Penser le métier d’éducateur: S’engager tout en prenant ses distances.
Paru dans Petite enfance, Périscolaire, Justice le samedi 20 mars 2010.
Que représente l’enfant accueilli pour l‘éducateur? Comment penser la notion de parentalité en famille d'accueil? Jean Cartry est éducateur, il a accueilli pendant trente ans des enfants en carence affective, fondant une "famille thérapeutique". Paul Fustier est professeur de psychologie (Lyon-II). L’éducateur et le psychologue réalisent un livre à deux voix, l’un analysant et théorisant les expériences vécues de l’autre, au cours d’un échange de lettres, pour confronter et enrichir leurs pratiques respectives.
L’ouvrage souligne le paradoxe de l’engagement affectif de l’éducateur vis-à-vis de l’enfant, engagement indispensable, mais qui ne saurait s’optimiser sans une prise de distance émotionnelle.
L’ambigüité du lien éducatif s’exprime notamment dans le rapport de Jean Cartry et sa femme à Grégoire, quinze ans et demi, accueilli à l’âge de six mois au domicile de l‘éducateur. A quatre ans, Grégoire appelle, la journée, la femme de l‘éducateur par son prénom, mais le soir, s’autorise à dire maman, comme si la nuit permettait une plus grande proximité affective: "Quand tu me couches tu peux me dire mon bébé et moi je te dis maman", déclare l’enfant. Plus tard, à l’adolescence, lorsque Grégoire demande une mobylette, l’Aide Sociale à l’Enfance refuse à l’éducateur son concours financier. C’est ainsi son argent personnel que le professionnel engage dans cette acquisition. "Entre lui et nous s’est constitué un lien de filiation. Non pas de filiation biologique ou adoptive mais de filiation éducative et affective", écrit Jean Cartry. Le psychologue perçoit dans l’épisode de la mobylette une scénarisation du problème de fond: Qu’est-ce que cela veut dire d’être un donateur pour l’éducateur? Est-ce la marque d’un travail professionnel? Est-ce un signe de parentalité? Que reçoit l’éducateur en contre-don?

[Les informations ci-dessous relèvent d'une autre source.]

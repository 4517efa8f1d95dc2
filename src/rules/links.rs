// Copyright (c) 2025 Fabstir
// SPDX-License-Identifier: BUSL-1.1
//! Internal link rules
//!
//! Anchors are resolved against the page URL; a link is internal when it
//! lands on the same host and port as the page.

use url::Url;

use crate::audit::types::MetricRecord;
use crate::content::{PageAnchor, PageDocument};

pub const MIN_INTERNAL_LINKS: usize = 5;
pub const MAX_ANCHOR_WORDS: usize = 6;

/// Same-host anchors in document order
pub fn internal_anchors(doc: &PageDocument) -> Vec<&PageAnchor> {
    let base = doc.url();
    doc.anchors()
        .iter()
        .filter(|anchor| match base.join(&anchor.href) {
            Ok(target) => is_same_site(base, &target),
            Err(_) => false,
        })
        .collect()
}

fn is_same_site(base: &Url, target: &Url) -> bool {
    target.host_str().is_some()
        && target.host_str() == base.host_str()
        && target.port() == base.port()
}

pub fn internal_links_count(doc: &PageDocument) -> MetricRecord {
    if internal_anchors(doc).len() < MIN_INTERNAL_LINKS {
        MetricRecord::issue(
            "Add at least 5 internal links to relevant pages for better navigation.",
            "(found fewer than 5 valid internal links)",
        )
    } else {
        MetricRecord::ok("")
    }
}

pub fn anchor_length(doc: &PageDocument) -> MetricRecord {
    let long = internal_anchors(doc)
        .into_iter()
        .find(|a| a.text.split_whitespace().count() > MAX_ANCHOR_WORDS);

    match long {
        Some(anchor) => MetricRecord::issue(
            format!(
                "Shorten link anchor text to 6 words or fewer. \
                 For example, the anchor \u{201c}{}\u{201d} is too long.",
                anchor.text
            ),
            anchor.text.as_str(),
        ),
        None => MetricRecord::ok(""),
    }
}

"Les caractéristiques d’une famille d’accueil produisent nécessairement (…) des échanges saturés par des affects en amour et en haine d’une grande puissance", pose Paul Fustier. L’ouvrage donne un exemple de conflit de loyauté entre les parents de l’enfant et la famille d’accueil. Pierre est un enfant à la fois provocateur et séducteur, accueilli chez les Cartry. Le juge a autorisé les visites des parents au domicile de l’éducateur. "Tandis qu’il embrasse son fils, j’entends le père lui murmurer: Tiens bon mon Pierrot, on va te reprendre bientôt ", relate Jean Cartry. Quelques années après, Pierre impute à l’éducateur des actes de pédophilie pendant sa petite enfance. L’éducateur pose l’hypothèse d’un transfert de l’image paternelle, quu permet au jeune de créer "une violence venue d’ailleurs pour ne pas en connaître le ou les vrais auteurs. Car c'est aussi la fonction du transfert sur le thérapeute ou l‘éducateur d‘empêcher le surgissement du réel." Pour le psychologue, ce cas pose la question de la place faite par l’institution aux parents naturels lorsque l’enfant est confié à une famille d’accueil: "Les parents ne deviennent partenaires qu’après un long travail de réappropriation de leur parentalité, ce qui suppose qu’ils soient traités comme des acteurs capables d’enrichir la prise en charge de leur enfant."
Un dernier chapitre aborde le temps de la séparation entre le jeune et la structure d‘accueil, une "zone-frontière" extrêmement fragile, pendant laquelle se trouverait validée ou non la prise en charge éducative. On note chez les adolescents un retour des violences et gros mots…Chez ceux-ci, "la fin de la prise en charge serait ressentie comme un rejet de la part des adultes, la réitération d’un abandon", analyse Paul Fustier. Au final, l’ouvrage explore l’extrême ambigüité de l'exercice d‘une parentalité symbolique, illustrant concrètement la difficulté souvent intenable de l’"engagement distancié".
L’éduc et le psy, Lettre sur la clinique du soin éducatif, Jean Carty, Paul Fustier, Dunod, mars 2010, 192 p., 18,50€.